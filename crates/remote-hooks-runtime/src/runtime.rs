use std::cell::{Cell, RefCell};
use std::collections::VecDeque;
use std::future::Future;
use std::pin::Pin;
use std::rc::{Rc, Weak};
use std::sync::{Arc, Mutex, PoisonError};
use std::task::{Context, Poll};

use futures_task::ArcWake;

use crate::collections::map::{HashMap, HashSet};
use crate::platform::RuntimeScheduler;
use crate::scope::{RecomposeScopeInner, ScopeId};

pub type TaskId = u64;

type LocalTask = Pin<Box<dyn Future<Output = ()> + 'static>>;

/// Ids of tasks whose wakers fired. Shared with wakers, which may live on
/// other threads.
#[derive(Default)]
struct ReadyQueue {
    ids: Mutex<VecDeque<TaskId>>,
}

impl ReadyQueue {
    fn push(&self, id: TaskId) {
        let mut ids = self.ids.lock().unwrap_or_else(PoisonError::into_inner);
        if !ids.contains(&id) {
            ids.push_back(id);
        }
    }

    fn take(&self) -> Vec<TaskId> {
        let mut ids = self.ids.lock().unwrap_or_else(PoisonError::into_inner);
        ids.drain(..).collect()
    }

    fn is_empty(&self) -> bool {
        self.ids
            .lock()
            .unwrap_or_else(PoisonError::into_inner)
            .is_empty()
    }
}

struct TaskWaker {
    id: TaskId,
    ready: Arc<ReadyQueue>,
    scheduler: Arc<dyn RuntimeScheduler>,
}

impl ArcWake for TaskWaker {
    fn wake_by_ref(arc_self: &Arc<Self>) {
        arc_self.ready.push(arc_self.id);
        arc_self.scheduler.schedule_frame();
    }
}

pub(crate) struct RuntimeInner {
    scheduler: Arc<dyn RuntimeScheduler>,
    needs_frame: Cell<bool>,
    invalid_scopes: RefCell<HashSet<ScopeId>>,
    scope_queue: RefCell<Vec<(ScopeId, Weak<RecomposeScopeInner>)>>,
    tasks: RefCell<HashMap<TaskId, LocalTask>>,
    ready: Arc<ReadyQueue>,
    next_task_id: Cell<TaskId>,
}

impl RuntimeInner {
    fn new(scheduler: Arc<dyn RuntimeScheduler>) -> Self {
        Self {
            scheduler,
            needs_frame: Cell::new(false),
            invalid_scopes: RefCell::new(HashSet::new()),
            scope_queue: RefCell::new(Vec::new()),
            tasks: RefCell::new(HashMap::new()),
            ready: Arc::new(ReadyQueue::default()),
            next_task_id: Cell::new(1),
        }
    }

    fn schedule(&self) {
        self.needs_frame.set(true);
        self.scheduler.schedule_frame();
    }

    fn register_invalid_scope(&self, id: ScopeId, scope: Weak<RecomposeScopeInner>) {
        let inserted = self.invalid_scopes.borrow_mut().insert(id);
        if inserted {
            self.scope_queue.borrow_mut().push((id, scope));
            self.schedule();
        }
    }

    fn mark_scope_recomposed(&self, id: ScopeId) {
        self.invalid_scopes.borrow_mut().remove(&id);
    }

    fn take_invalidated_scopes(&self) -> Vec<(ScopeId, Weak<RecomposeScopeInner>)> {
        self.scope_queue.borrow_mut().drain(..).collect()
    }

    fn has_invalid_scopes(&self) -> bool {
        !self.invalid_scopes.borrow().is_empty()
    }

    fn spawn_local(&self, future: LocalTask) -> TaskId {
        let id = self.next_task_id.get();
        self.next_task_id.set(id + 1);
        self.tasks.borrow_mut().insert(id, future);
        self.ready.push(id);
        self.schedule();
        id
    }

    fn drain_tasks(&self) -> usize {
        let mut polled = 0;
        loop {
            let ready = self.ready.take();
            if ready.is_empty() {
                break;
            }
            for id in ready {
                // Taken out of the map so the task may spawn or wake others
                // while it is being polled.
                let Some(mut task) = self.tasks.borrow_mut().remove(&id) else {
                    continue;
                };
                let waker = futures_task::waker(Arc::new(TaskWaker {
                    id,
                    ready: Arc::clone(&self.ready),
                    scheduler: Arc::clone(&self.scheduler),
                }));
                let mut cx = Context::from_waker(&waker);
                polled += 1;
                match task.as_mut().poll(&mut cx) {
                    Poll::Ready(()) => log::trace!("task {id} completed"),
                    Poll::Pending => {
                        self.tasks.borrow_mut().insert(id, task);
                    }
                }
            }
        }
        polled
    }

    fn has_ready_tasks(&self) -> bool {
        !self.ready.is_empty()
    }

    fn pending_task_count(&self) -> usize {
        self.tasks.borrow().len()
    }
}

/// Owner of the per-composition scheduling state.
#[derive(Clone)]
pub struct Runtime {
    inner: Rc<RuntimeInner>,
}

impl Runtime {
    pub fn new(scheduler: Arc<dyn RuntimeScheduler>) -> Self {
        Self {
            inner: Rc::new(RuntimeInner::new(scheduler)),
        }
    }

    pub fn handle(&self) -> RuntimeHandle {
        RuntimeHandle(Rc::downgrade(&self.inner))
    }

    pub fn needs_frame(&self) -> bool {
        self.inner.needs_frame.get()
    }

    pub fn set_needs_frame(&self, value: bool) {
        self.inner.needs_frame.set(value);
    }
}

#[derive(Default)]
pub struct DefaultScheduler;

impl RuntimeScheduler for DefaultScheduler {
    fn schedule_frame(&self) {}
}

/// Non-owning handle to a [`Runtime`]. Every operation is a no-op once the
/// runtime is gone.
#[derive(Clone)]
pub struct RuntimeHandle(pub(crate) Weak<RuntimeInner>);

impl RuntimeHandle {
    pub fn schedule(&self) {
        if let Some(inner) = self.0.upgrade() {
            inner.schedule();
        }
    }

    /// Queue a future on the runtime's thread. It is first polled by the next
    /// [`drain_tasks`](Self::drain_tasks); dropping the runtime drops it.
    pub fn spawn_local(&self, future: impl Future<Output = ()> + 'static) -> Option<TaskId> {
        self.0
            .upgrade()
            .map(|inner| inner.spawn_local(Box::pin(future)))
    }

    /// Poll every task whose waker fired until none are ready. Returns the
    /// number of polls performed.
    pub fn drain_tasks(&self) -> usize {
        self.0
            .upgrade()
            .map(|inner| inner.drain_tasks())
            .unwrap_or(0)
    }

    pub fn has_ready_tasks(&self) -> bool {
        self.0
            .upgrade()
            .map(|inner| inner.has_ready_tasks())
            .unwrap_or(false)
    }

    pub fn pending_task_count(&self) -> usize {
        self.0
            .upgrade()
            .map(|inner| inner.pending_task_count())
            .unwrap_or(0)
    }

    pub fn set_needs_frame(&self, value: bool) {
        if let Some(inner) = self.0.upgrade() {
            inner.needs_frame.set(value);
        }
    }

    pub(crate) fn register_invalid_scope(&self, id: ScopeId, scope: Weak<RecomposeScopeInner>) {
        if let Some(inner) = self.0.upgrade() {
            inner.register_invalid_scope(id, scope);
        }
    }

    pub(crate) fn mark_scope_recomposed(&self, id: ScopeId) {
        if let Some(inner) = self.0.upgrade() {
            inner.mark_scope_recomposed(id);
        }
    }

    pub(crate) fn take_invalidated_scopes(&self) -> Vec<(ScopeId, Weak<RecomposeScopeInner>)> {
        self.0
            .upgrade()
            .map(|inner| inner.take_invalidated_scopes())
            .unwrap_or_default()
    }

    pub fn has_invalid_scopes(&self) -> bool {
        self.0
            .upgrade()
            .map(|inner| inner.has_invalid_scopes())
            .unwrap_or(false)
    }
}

**Exercise prompt:**
How many lines in the listing contain "Mutex"? Answer with the number alone.

**Answer to this task:**
2